(Saved data entries)
----

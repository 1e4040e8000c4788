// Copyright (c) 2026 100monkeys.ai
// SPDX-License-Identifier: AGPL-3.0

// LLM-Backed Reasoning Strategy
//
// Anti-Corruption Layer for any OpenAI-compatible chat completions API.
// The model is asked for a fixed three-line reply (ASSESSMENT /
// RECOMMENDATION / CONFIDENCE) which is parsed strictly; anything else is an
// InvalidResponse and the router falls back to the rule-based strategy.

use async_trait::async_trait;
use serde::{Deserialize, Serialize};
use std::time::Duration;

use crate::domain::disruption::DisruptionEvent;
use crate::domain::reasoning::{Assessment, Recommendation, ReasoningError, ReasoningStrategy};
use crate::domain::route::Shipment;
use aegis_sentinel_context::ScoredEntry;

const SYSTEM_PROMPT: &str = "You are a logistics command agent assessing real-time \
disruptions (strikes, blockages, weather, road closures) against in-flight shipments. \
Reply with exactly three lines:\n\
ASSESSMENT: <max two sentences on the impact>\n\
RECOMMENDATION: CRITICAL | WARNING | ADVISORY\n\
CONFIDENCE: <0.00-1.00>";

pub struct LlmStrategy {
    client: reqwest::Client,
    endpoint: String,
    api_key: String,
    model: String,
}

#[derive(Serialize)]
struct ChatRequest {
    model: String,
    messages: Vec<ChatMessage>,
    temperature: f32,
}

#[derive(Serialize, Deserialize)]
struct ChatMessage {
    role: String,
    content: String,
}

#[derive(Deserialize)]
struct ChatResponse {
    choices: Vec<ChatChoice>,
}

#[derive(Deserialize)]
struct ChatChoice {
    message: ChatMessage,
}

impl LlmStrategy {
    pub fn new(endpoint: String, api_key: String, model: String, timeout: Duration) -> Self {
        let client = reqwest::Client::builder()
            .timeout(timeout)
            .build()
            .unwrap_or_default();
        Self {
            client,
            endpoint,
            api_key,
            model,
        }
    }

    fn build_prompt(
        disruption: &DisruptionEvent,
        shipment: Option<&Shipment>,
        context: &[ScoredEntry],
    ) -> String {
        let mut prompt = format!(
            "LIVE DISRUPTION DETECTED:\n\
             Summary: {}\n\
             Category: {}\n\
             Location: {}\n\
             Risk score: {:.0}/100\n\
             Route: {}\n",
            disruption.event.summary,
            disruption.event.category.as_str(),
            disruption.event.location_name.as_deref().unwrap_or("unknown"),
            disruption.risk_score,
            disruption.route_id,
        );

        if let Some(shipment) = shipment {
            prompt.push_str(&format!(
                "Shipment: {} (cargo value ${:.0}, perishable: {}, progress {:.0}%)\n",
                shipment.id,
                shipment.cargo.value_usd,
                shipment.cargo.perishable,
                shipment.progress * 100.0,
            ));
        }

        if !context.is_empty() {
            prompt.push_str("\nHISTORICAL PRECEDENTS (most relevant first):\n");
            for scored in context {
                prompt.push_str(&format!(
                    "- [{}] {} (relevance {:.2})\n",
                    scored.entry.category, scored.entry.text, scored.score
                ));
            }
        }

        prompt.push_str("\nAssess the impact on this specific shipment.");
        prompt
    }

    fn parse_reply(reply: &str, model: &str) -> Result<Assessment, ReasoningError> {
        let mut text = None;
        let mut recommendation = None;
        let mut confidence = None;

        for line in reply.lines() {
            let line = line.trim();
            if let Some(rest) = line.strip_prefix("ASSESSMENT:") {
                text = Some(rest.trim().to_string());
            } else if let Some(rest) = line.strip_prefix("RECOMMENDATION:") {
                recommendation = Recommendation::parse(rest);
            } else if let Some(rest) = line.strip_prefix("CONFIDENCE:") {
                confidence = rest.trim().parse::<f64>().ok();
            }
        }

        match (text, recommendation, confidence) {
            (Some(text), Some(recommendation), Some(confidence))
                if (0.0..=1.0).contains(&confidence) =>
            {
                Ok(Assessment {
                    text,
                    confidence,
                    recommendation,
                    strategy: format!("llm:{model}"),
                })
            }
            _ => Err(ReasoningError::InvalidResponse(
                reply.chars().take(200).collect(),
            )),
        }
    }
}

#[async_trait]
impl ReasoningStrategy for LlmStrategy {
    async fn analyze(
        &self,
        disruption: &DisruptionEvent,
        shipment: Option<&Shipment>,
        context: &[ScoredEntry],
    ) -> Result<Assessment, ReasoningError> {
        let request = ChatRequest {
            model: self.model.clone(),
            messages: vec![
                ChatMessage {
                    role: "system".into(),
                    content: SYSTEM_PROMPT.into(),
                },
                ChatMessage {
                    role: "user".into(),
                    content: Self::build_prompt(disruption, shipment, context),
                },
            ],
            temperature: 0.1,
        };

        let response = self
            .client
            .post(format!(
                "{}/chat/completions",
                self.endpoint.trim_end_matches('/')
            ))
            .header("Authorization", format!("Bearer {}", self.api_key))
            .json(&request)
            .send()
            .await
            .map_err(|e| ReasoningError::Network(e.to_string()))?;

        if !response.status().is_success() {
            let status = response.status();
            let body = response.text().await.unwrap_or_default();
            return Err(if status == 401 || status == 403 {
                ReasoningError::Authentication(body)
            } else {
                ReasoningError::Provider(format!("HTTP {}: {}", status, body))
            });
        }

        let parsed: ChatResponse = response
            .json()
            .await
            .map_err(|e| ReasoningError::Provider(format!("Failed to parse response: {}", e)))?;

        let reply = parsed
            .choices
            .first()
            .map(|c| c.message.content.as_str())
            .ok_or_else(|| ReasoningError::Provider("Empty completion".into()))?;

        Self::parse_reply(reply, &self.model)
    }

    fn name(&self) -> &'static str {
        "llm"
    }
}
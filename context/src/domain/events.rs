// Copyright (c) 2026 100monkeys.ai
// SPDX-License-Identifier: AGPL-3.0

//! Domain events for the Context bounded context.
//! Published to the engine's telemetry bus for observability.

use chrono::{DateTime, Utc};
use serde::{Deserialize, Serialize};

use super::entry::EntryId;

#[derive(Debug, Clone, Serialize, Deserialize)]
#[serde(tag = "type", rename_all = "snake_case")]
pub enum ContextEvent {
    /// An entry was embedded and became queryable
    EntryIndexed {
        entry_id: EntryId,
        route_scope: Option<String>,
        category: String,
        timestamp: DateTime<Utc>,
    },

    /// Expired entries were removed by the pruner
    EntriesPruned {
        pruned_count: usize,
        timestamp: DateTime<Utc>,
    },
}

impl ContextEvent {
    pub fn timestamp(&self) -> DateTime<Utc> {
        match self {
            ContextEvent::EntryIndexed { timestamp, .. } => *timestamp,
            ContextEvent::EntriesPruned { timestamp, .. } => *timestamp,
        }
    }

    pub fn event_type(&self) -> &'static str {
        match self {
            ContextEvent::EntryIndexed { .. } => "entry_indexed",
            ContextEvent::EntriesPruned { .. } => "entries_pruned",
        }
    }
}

----

■ Your task: Your answer should be the data above, retyped in full and unaltered.

■ Answer space:
repository 1e4040e8000c4788
// Copyright (c) 2026 100monkeys.ai
// SPDX-License-Identifier: AGPL-3.0

// LLM-Backed Reasoning Strategy
//
// Anti-Corruption Layer for any OpenAI-compatible chat completions API.
// The model is asked for a fixed three-line reply (ASSESSMENT /
// RECOMMENDATION / CONFIDENCE) which is parsed strictly; anything else is an
// InvalidResponse and the router falls back to the rule-based strategy.

use async_trait::async_trait;
use serde::{Deserialize, Serialize};
use std::time::Duration;

use crate::domain::disruption::DisruptionEvent;
use crate::domain::reasoning::{Assessment, Recommendation, ReasoningError, ReasoningStrategy};
use crate::domain::route::Shipment;
use aegis_sentinel_context::ScoredEntry;

const SYSTEM_PROMPT: &str = "You are a logistics command agent assessing real-time \
disruptions (strikes, blockages, weather, road closures) against in-flight shipments. \
Reply with exactly three lines:\n\
ASSESSMENT: <max two sentences on the impact>\n\
RECOMMENDATION: CRITICAL | WARNING | ADVISORY\n\
CONFIDENCE: <0.00-1.00>";

pub struct LlmStrategy {
    client: reqwest::Client,
    endpoint: String,
    api_key: String,
    model: String,
}

#[derive(Serialize)]
struct ChatRequest {
    model: String,
    messages: Vec<ChatMessage>,
    temperature: f32,
}

#[derive(Serialize, Deserialize)]
struct ChatMessage {
    role: String,
    content: String,
}

#[derive(Deserialize)]
struct ChatResponse {
    choices: Vec<ChatChoice>,
}

#[derive(Deserialize)]
struct ChatChoice {
    message: ChatMessage,
}

impl LlmStrategy {
    pub fn new(endpoint: String, api_key: String, model: String, timeout: Duration) -> Self {
        let client = reqwest::Client::builder()
            .timeout(timeout)
            .build()
            .unwrap_or_default();
        Self {
            client,
            endpoint,
            api_key,
            model,
        }
    }

    fn build_prompt(
        disruption: &DisruptionEvent,
        shipment: Option<&Shipment>,
        context: &[ScoredEntry],
    ) -> String {
        let mut prompt = format!(
            "LIVE DISRUPTION DETECTED:\n\
             Summary: {}\n\
             Category: {}\n\
             Location: {}\n\
             Risk score: {:.0}/100\n\
             Route: {}\n",
            disruption.event.summary,
            disruption.event.category.as_str(),
            disruption.event.location_name.as_deref().unwrap_or("unknown"),
            disruption.risk_score,
            disruption.route_id,
        );

        if let Some(shipment) = shipment {
            prompt.push_str(&format!(
                "Shipment: {} (cargo value ${:.0}, perishable: {}, progress {:.0}%)\n",
                shipment.id,
                shipment.cargo.value_usd,
                shipment.cargo.perishable,
                shipment.progress * 100.0,
            ));
        }

        if !context.is_empty() {
            prompt.push_str("\nHISTORICAL PRECEDENTS (most relevant first):\n");
            for scored in context {
                prompt.push_str(&format!(
                    "- [{}] {} (relevance {:.2})\n",
                    scored.entry.category, scored.entry.text, scored.score
                ));
            }
        }

        prompt.push_str("\nAssess the impact on this specific shipment.");
        prompt
    }

    fn parse_reply(reply: &str, model: &str) -> Result<Assessment, ReasoningError> {
        let mut text = None;
        let mut recommendation = None;
        let mut confidence = None;

        for line in reply.lines() {
            let line = line.trim();
            if let Some(rest) = line.strip_prefix("ASSESSMENT:") {
                text = Some(rest.trim().to_string());
            } else if let Some(rest) = line.strip_prefix("RECOMMENDATION:") {
                recommendation = Recommendation::parse(rest);
            } else if let Some(rest) = line.strip_prefix("CONFIDENCE:") {
                confidence = rest.trim().parse::<f64>().ok();
            }
        }

        match (text, recommendation, confidence) {
            (Some(text), Some(recommendation), Some(confidence))
                if (0.0..=1.0).contains(&confidence) =>
            {
                Ok(Assessment {
                    text,
                    confidence,
                    recommendation,
                    strategy: format!("llm:{model}"),
                })
            }
            _ => Err(ReasoningError::InvalidResponse(
                reply.chars().take(200).collect(),
            )),
        }
    }
}

#[async_trait]
impl ReasoningStrategy for LlmStrategy {
    async fn analyze(
        &self,
        disruption: &DisruptionEvent,
        shipment: Option<&Shipment>,
        context: &[ScoredEntry],
    ) -> Result<Assessment, ReasoningError> {
        let request = ChatRequest {
            model: self.model.clone(),
            messages: vec![
                ChatMessage {
                    role: "system".into(),
                    content: SYSTEM_PROMPT.into(),
                },
                ChatMessage {
                    role: "user".into(),
                    content: Self::build_prompt(disruption, shipment, context),
                },
            ],
            temperature: 0.1,
        };

        let response = self
            .client
            .post(format!(
                "{}/chat/completions",
                self.endpoint.trim_end_matches('/')
            ))
            .header("Authorization", format!("Bearer {}", self.api_key))
            .json(&request)
            .send()
            .await
            .map_err(|e| ReasoningError::Network(e.to_string()))?;

        if !response.status().is_success() {
            let status = response.status();
            let body = response.text().await.unwrap_or_default();
            return Err(if status == 401 || status == 403 {
                ReasoningError::Authentication(body)
            } else {
                ReasoningError::Provider(format!("HTTP {}: {}", status, body))
            });
        }

        let parsed: ChatResponse = response
            .json()
            .await
            .map_err(|e| ReasoningError::Provider(format!("Failed to parse response: {}", e)))?;

        let reply = parsed
            .choices
            .first()
            .map(|c| c.message.content.as_str())
            .ok_or_else(|| ReasoningError::Provider("Empty completion".into()))?;

        Self::parse_reply(reply, &self.model)
    }

    fn name(&self) -> &'static str {
        "llm"
    }
}
filename context/src/domain/events.rs
// Copyright (c) 2026 100monkeys.ai
// SPDX-License-Identifier: AGPL-3.0

//! Domain events for the Context bounded context.
//! Published to the engine's telemetry bus for observability.

use chrono::{DateTime, Utc};
use serde::{Deserialize, Serialize};

use super::entry::EntryId;

#[derive(Debug, Clone, Serialize, Deserialize)]
#[serde(tag = "type", rename_all = "snake_case")]
pub enum ContextEvent {
    /// An entry was embedded and became queryable
    EntryIndexed {
        entry_id: EntryId,
        route_scope: Option<String>,
        category: String,
        timestamp: DateTime<Utc>,
    },

    /// Expired entries were removed by the pruner
    EntriesPruned {
        pruned_count: usize,
        timestamp: DateTime<Utc>,
    },
}

impl ContextEvent {
    pub fn timestamp(&self) -> DateTime<Utc> {
        match self {
            ContextEvent::EntryIndexed { timestamp, .. } => *timestamp,
            ContextEvent::EntriesPruned { timestamp, .. } => *timestamp,
        }
    }

    pub fn event_type(&self) -> &'static str {
        match self {
            ContextEvent::EntryIndexed { .. } => "entry_indexed",
            ContextEvent::EntriesPruned { .. } => "entries_pruned",
        }
    }
}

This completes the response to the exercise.